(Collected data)
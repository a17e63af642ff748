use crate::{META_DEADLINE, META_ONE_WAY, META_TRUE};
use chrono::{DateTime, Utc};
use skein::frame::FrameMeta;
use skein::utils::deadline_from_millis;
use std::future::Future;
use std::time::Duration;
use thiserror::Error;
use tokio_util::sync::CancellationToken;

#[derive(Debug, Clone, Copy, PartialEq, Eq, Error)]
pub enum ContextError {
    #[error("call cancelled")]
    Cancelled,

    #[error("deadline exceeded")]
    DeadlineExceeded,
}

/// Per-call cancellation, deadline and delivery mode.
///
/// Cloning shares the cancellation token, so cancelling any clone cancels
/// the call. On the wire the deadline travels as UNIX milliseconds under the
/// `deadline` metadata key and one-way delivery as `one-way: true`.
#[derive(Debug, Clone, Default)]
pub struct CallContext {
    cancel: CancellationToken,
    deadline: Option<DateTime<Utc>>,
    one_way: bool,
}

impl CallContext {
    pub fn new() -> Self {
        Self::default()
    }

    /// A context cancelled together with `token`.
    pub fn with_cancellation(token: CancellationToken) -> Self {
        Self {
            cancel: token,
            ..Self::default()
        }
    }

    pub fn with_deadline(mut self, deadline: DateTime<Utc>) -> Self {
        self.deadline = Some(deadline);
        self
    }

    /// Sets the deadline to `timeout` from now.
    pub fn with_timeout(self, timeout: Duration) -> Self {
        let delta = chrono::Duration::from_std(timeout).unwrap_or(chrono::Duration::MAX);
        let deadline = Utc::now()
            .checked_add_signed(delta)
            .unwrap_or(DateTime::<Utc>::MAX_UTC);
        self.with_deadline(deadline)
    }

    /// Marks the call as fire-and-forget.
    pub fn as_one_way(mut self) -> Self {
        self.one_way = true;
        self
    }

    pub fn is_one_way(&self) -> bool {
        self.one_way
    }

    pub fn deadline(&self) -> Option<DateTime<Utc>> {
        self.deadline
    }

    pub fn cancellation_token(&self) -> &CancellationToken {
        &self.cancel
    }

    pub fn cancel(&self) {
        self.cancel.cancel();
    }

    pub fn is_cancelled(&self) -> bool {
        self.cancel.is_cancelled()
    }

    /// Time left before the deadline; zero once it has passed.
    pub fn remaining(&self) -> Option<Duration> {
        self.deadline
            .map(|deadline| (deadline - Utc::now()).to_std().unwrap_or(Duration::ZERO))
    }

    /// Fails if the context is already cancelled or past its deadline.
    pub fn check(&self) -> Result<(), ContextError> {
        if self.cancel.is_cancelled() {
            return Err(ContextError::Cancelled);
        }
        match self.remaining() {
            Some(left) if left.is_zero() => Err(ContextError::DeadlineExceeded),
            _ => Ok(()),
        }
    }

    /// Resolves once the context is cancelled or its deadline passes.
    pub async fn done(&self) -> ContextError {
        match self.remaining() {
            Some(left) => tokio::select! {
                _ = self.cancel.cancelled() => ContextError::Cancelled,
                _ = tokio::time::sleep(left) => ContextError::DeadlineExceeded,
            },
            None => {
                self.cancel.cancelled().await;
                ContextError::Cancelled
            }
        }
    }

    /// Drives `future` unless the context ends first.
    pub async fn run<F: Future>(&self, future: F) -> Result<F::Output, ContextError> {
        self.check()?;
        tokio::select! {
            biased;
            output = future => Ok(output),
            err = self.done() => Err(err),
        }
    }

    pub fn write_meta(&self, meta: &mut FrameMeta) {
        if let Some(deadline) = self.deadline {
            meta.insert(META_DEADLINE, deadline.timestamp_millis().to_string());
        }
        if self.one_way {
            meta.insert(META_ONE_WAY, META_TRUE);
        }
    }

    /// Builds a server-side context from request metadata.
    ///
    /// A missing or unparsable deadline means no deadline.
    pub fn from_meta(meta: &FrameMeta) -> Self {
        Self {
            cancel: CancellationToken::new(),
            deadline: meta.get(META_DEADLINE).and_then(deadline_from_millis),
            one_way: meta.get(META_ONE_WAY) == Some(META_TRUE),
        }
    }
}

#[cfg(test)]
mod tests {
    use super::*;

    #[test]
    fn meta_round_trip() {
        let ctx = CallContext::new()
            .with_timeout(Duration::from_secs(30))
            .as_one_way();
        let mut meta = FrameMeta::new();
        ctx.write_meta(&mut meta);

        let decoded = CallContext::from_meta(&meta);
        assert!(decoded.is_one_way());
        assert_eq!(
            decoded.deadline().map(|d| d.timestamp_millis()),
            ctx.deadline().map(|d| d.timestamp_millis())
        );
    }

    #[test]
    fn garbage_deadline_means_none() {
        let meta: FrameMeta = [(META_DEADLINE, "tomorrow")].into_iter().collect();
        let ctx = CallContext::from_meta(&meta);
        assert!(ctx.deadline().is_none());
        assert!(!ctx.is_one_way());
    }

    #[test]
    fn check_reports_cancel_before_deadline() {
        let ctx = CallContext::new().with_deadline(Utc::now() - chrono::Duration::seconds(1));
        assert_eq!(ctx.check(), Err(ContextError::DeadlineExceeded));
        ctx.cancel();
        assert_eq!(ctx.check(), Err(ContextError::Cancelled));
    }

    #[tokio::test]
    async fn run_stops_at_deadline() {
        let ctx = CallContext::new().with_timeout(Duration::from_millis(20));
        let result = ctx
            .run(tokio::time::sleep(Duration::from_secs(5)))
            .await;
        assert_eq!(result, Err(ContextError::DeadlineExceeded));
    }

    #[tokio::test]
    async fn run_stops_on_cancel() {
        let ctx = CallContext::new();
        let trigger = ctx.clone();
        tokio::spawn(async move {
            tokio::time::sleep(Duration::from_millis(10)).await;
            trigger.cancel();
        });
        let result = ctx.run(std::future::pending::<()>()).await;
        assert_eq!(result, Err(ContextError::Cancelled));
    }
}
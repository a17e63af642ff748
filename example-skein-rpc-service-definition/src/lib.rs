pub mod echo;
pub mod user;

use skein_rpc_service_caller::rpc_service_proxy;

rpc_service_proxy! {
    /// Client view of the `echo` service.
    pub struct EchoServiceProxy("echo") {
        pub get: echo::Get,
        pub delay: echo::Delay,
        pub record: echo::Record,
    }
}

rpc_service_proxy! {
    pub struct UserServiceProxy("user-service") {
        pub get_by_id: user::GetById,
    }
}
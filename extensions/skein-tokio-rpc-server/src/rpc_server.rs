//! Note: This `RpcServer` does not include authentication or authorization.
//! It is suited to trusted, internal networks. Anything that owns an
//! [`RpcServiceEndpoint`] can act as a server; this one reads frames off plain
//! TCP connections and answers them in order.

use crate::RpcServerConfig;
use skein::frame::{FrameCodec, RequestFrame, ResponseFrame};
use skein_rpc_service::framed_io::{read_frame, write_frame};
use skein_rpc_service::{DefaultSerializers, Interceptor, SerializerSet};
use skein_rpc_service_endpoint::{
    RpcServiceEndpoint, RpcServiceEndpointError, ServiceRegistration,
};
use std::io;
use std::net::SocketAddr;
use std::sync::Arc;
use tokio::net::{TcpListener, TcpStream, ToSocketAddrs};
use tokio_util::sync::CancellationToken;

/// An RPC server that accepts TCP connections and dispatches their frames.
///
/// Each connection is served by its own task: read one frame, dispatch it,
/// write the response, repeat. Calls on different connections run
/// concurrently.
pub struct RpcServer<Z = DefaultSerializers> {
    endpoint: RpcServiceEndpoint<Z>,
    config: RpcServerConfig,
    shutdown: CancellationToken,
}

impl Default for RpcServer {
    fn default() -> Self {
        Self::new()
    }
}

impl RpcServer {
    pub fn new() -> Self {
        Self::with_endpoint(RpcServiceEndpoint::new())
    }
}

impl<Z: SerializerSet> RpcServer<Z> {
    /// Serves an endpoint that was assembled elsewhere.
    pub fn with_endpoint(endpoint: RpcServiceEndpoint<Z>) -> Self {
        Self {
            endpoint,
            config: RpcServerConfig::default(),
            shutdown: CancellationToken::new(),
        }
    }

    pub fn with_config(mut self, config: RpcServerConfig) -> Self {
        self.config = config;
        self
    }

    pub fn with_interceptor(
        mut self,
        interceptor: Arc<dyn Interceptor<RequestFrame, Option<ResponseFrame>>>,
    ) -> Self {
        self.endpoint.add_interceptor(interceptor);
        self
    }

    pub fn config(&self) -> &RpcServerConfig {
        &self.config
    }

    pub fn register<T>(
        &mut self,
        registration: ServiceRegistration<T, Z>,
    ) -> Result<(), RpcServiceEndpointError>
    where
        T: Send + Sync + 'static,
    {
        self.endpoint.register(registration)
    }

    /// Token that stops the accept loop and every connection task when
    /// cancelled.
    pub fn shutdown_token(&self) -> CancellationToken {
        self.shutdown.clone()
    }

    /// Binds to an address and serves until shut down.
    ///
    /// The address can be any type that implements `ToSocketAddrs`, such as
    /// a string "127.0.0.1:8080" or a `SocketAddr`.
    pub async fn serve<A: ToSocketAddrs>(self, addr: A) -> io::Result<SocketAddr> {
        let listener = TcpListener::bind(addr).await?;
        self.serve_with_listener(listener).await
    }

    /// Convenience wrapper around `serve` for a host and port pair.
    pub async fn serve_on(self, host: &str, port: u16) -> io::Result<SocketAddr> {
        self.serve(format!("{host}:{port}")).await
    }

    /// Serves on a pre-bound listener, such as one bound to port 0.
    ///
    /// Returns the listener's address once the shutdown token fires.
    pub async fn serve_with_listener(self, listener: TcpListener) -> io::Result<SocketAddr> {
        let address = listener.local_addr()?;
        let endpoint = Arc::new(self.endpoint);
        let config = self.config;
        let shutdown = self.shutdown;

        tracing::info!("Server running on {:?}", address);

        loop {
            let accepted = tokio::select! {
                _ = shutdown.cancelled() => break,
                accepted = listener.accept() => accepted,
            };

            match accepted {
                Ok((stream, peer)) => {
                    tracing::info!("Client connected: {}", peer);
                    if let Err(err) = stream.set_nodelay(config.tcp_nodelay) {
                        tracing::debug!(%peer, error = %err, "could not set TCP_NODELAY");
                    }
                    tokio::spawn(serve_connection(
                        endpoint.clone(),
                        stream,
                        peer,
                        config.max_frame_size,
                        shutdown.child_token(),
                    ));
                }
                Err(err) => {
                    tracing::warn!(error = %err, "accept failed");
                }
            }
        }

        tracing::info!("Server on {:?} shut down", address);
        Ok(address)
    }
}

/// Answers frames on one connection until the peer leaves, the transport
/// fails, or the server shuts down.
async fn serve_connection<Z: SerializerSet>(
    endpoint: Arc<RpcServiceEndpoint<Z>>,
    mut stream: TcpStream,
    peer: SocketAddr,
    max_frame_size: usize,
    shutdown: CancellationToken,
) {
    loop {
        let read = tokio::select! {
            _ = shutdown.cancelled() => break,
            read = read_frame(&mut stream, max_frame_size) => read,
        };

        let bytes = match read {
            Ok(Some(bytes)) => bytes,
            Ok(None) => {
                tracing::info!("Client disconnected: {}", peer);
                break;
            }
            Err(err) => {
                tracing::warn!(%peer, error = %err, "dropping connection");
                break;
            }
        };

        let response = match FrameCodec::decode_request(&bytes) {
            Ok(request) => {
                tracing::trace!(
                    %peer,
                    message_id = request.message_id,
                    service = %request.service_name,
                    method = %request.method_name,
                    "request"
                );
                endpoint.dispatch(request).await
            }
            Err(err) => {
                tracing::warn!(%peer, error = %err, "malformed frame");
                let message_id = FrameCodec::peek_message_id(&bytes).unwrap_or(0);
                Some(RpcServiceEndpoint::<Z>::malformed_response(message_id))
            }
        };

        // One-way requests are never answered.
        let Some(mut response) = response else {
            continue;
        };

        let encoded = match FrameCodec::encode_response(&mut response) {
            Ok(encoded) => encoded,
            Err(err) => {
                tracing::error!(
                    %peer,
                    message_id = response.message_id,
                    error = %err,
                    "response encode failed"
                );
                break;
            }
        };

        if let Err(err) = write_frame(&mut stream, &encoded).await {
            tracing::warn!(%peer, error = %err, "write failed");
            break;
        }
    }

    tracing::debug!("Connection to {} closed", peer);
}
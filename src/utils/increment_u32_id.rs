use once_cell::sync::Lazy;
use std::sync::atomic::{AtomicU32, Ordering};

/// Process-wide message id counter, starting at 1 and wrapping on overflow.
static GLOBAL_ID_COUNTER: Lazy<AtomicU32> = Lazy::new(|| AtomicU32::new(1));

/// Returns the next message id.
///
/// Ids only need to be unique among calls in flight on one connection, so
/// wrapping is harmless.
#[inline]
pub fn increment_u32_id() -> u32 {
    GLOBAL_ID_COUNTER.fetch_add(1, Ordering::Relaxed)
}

_Work instructions:_ Each line that holds the word "async" should be extracted from the records.

_Answer section:_
    pub async fn done(&self) -> ContextError {
    pub async fn run<F: Future>(&self, future: F) -> Result<F::Output, ContextError> {
    async fn run_stops_at_deadline() {
    async fn run_stops_on_cancel() {
        tokio::spawn(async move {
    pub async fn serve<A: ToSocketAddrs>(self, addr: A) -> io::Result<SocketAddr> {
    pub async fn serve_on(self, host: &str, port: u16) -> io::Result<SocketAddr> {
    pub async fn serve_with_listener(self, listener: TcpListener) -> io::Result<SocketAddr> {
async fn serve_connection<Z: SerializerSet>(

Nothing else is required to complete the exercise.